Date: June 2017
The provider utilised an electronic care plan system and each healthcare assistant was issued with a smartphone which they used to clock in and out, and checked off their tasks every time they visited a person to support them. This system allowed the managers to have an overview of when visits were carried out and if healthcare assistants attended visits on time. It also provided them with real-time information about the personal care tasks that had been provided at any particular time.
Healthcare assistants scanned their smartphones when they entered and left a flat to carry out personal care. This uploaded data onto the care plan system so the registered manager was able to view real time information about when people had been supported. The system also allowed for alerts to notify if a visit was late or had been missed.
The system was automated so when clinical staff completed a risk assessment, if the data inputted indicated a high risk there was an associated care plan in place to manage the risk. For example, one person had been identified as being at high risk following a waterlow risk assessment and they had an appropriate skin integrity care plan in place to manage the risk of developing pressure sores.
Observations such as temperature, pulse, blood pressure, blood oxygen, respiration and weight were recorded and could be analysed for any changes easily as they were presented electronically in a graphical format.

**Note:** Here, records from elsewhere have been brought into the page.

//! ADC channel assignments and analog front-end constants for the station
//! board.
//!
//! Single source of truth: the hardware adapter references this module
//! rather than hard-coding channel numbers.

// ---------------------------------------------------------------------------
// Ion-selective electrodes (ADC1, behind 2:1 buffered dividers)
// ---------------------------------------------------------------------------

/// Calcium electrode, ADC1 channel 3 (GPIO 4 on ESP32-S3).
pub const ADC1_CH_CALCIUM: u32 = 3;
/// Nitrate electrode, ADC1 channel 4 (GPIO 5).
pub const ADC1_CH_NITRATE: u32 = 4;
/// Potassium electrode, ADC1 channel 5 (GPIO 6).
pub const ADC1_CH_POTASSIUM: u32 = 5;

/// Electrode output reaches ~3.8 V; the divider halves it for the ADC.
pub const ELECTRODE_DIVIDER: f32 = 2.0;

// ---------------------------------------------------------------------------
// Water temperature (PT1000 + transmitter, 10 mV/°C, 500 mV at 0 °C)
// ---------------------------------------------------------------------------

pub const ADC1_CH_TEMPERATURE: u32 = 6;
pub const TEMP_OFFSET_V: f32 = 0.5;
pub const TEMP_V_PER_C: f32 = 0.01;

// ---------------------------------------------------------------------------
// Battery (single Li-ion cell, 2:1 divider)
// ---------------------------------------------------------------------------

pub const ADC1_CH_BATTERY: u32 = 7;
pub const BATTERY_DIVIDER: f32 = 2.0;
pub const BATTERY_EMPTY_V: f32 = 3.3;
pub const BATTERY_FULL_V: f32 = 4.2;

// ---------------------------------------------------------------------------
// ADC
// ---------------------------------------------------------------------------

/// Full-scale input at 12 dB attenuation.
pub const ADC_FULL_SCALE_V: f32 = 3.1;
/// 12-bit conversions.
pub const ADC_MAX_RAW: u16 = 4095;
//! Wake cycle: the application core.
//!
//! [`WakeCycle`] owns the configuration, calibration table, sensor bank and
//! the per-wake [`CycleContext`].  All I/O flows through port traits passed
//! into [`WakeCycle::run`], so the whole cycle runs against mock adapters
//! in tests.
//!
//! ```text
//!  NetworkPort ──▶ ┌──────────────────────────────┐ ──▶ EventSink
//!                  │           WakeCycle          │
//!  ClockPort ────▶ │ gate · sync · select · poll  │ ──▶ NetworkPort (POST)
//!  PersistentStore │ build                        │
//!                  └──────────────────────────────┘
//! ```
//!
//! Order within one cycle is fixed: connectivity gate, time sync, slot
//! selection (persisted), sampling, telemetry build, uplink.  Deep sleep is
//! requested separately through [`WakeCycle::sleep`].

use log::{error, info, warn};

use crate::calibration::CalibrationTable;
use crate::calibration::selector::CalibrationSelector;
use crate::config::StationConfig;
use crate::error::{Error, Result, UplinkError};
use crate::scheduler::{TimeBasis, poll_until_deadline, poll_until_success};
use crate::sensors::{MeasurementSet, SensorBank};
use crate::telemetry::{PAYLOAD_CAPACITY, TelemetryBuilder, format_timestamp, readings_from};

use super::events::AppEvent;
use super::ports::{ClockPort, EventSink, NetworkPort, PersistentStore, PowerPort};

// ───────────────────────────────────────────────────────────────
// Per-wake state
// ───────────────────────────────────────────────────────────────

/// Mutable state of one wake cycle.
pub struct CycleContext<const N: usize = PAYLOAD_CAPACITY> {
    pub slot: usize,
    pub measurements: MeasurementSet,
    pub builder: TelemetryBuilder<N>,
}

impl<const N: usize> CycleContext<N> {
    fn new() -> Self {
        Self {
            slot: 0,
            measurements: MeasurementSet::default(),
            builder: TelemetryBuilder::new(),
        }
    }

    fn reset(&mut self, slot: usize) {
        self.slot = slot;
        self.measurements = MeasurementSet::default();
    }
}

/// What happened to the record after it was built.
#[derive(Debug, Clone, Copy, PartialEq, Eq)]
pub enum UplinkOutcome {
    Delivered(u16),
    Failed(UplinkError),
}

/// Summary of a completed cycle.
#[derive(Debug, Clone, Copy, PartialEq)]
pub struct CycleReport {
    pub slot: usize,
    /// Values that went into the record (the last sampling tick).
    pub measurements: MeasurementSet,
    pub ticks: u32,
    /// Channels without a single good read, left out of the record.
    pub unsampled: usize,
    pub payload_len: usize,
    pub state_persisted: bool,
    pub uplink: UplinkOutcome,
}

// ───────────────────────────────────────────────────────────────
// WakeCycle
// ───────────────────────────────────────────────────────────────

pub struct WakeCycle<const N: usize = PAYLOAD_CAPACITY> {
    config: StationConfig,
    table: CalibrationTable,
    bank: SensorBank,
    selector: CalibrationSelector,
    ctx: CycleContext<N>,
}

impl<const N: usize> WakeCycle<N> {
    /// Wire the cycle together.  The table must have exactly as many slots
    /// as the configuration asks for.
    pub fn new(config: StationConfig, table: CalibrationTable, bank: SensorBank) -> Result<Self> {
        config.validate().map_err(Error::Config)?;
        if table.slots() != config.slots() {
            return Err(Error::Init("calibration table slot count differs from config"));
        }
        let selector = CalibrationSelector::new(config.slots());

        Ok(Self {
            config,
            table,
            bank,
            selector,
            ctx: CycleContext::new(),
        })
    }

    pub fn config(&self) -> &StationConfig {
        &self.config
    }

    pub fn context(&self) -> &CycleContext<N> {
        &self.ctx
    }

    /// Run one cycle up to and including the uplink.
    ///
    /// Returns [`Error::ConnectivityTimeout`] without touching the clock
    /// sync, the daily record or the sensors when the network never comes
    /// up.  An encoding failure returns [`Error::Encode`] and nothing is
    /// posted.  Uplink failures are reported in the [`CycleReport`].
    pub fn run<C, S, T, E>(&mut self, clock: &C, store: &mut S, net: &mut T, sink: &mut E) -> Result<CycleReport>
    where
        C: ClockPort,
        S: PersistentStore,
        T: NetworkPort,
        E: EventSink,
    {
        sink.emit(&AppEvent::CycleStarted {
            at: clock.now(),
            slots: self.selector.slots(),
        });

        // ── 1. Connectivity gate ─────────────────────────────────
        let gate_start = clock.elapsed_ms();
        let connected = poll_until_success(
            clock,
            u64::from(self.config.connect_timeout_ms),
            TimeBasis::Remaining,
            &mut |remaining: i64| net.check_connectivity(remaining),
        );
        let waited_ms = clock.elapsed_ms().saturating_sub(gate_start);
        if !connected {
            error!("Network not ready after {} ms", waited_ms);
            sink.emit(&AppEvent::ConnectivityTimeout { waited_ms });
            return Err(Error::ConnectivityTimeout);
        }
        info!("Network ready after {} ms", waited_ms);
        sink.emit(&AppEvent::Connected { waited_ms });

        // ── 2. Time sync ─────────────────────────────────────────
        match net.sync_time() {
            Ok(()) => sink.emit(&AppEvent::TimeSynced { at: clock.now() }),
            Err(e) => {
                warn!("Time sync failed ({}), keeping RTC time", e);
                sink.emit(&AppEvent::TimeSyncFailed(e));
            }
        }

        // ── 3. Slot selection, persisted before sampling ─────────
        let selection = self.selector.select(store, clock.now().date());
        self.ctx.reset(selection.index);
        sink.emit(&AppEvent::SlotSelected {
            index: selection.index,
            slots: self.selector.slots(),
            previous: selection.previous,
        });
        if let Err(e) = selection.persisted {
            sink.emit(&AppEvent::StatePersistFailed(e));
        }

        // ── 4. Sampling ──────────────────────────────────────────
        let ticks = {
            let table = &self.table;
            let bank = &mut self.bank;
            let ctx = &mut self.ctx;
            poll_until_deadline(
                clock,
                u64::from(self.config.sampling_interval_ms),
                TimeBasis::Remaining,
                &mut |remaining: i64| {
                    bank.capture(table, ctx.slot, &mut ctx.measurements);
                    sink.emit(&AppEvent::Captured {
                        slot: ctx.slot,
                        measurements: ctx.measurements,
                        remaining_ms: remaining,
                    });
                    true
                },
            )
        };
        info!("Sampling done: {} ticks on slot {}", ticks, self.ctx.slot);
        let mut unsampled = 0;
        for kind in self.ctx.measurements.unsampled() {
            warn!("{} never read this cycle; left out of the record", kind);
            sink.emit(&AppEvent::ChannelUnsampled(kind));
            unsampled += 1;
        }

        // ── 5. Build ─────────────────────────────────────────────
        let timestamp = format_timestamp(&clock.now());
        let readings = readings_from(&self.ctx.measurements);
        let payload_len = match self
            .ctx
            .builder
            .build(&self.config.station_code, &timestamp, &readings)
        {
            Ok(payload) => payload.len(),
            Err(e) => {
                error!("Telemetry encoding failed: {}", e);
                sink.emit(&AppEvent::EncodeFailed(e));
                return Err(e.into());
            }
        };
        sink.emit(&AppEvent::TelemetryBuilt { bytes: payload_len });

        // ── 6. Uplink, no retry ──────────────────────────────────
        let uplink = match net.post_json(
            &self.config.server_host,
            self.config.server_port,
            &self.config.server_path,
            self.ctx.builder.payload(),
        ) {
            Ok(status) if (200..300).contains(&status) => {
                info!("Uplink accepted: HTTP {}", status);
                sink.emit(&AppEvent::UplinkSent { status });
                UplinkOutcome::Delivered(status)
            }
            Ok(status) => Self::uplink_failed(UplinkError::Status(status), sink),
            Err(e) => Self::uplink_failed(e, sink),
        };

        Ok(CycleReport {
            slot: self.ctx.slot,
            measurements: self.ctx.measurements,
            ticks,
            unsampled,
            payload_len,
            state_persisted: selection.persisted.is_ok(),
            uplink,
        })
    }

    /// Hand control to the power collaborator until the next wake.
    pub fn sleep(&self, power: &mut impl PowerPort, sink: &mut impl EventSink) {
        info!("Sleeping for {}", self.config.wake);
        sink.emit(&AppEvent::Sleeping { wake: self.config.wake });
        power.deep_sleep_until(&self.config.wake);
    }

    fn uplink_failed(e: UplinkError, sink: &mut impl EventSink) -> UplinkOutcome {
        warn!("Uplink failed: {}; record dropped until next wake", e);
        sink.emit(&AppEvent::UplinkFailed(e));
        UplinkOutcome::Failed(e)
    }
}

The provider used an electronic, paperless care planning system with a mobile application that was used by the healthcare assistants. Care records were created, updated and maintained electronically. The front page of each record had a summary and a checklist and the time of when personal care tasks had last been completed. This provided a visual confirmation of the last time that people had been supported.
The electronic care plan system was able to generate a hospital passport if needed. The aim of the hospital passport is to provide hospital staff with important information about people and their health when they are admitted to hospital. Any relevant notes such as therapy or GP reports were scanned into the system.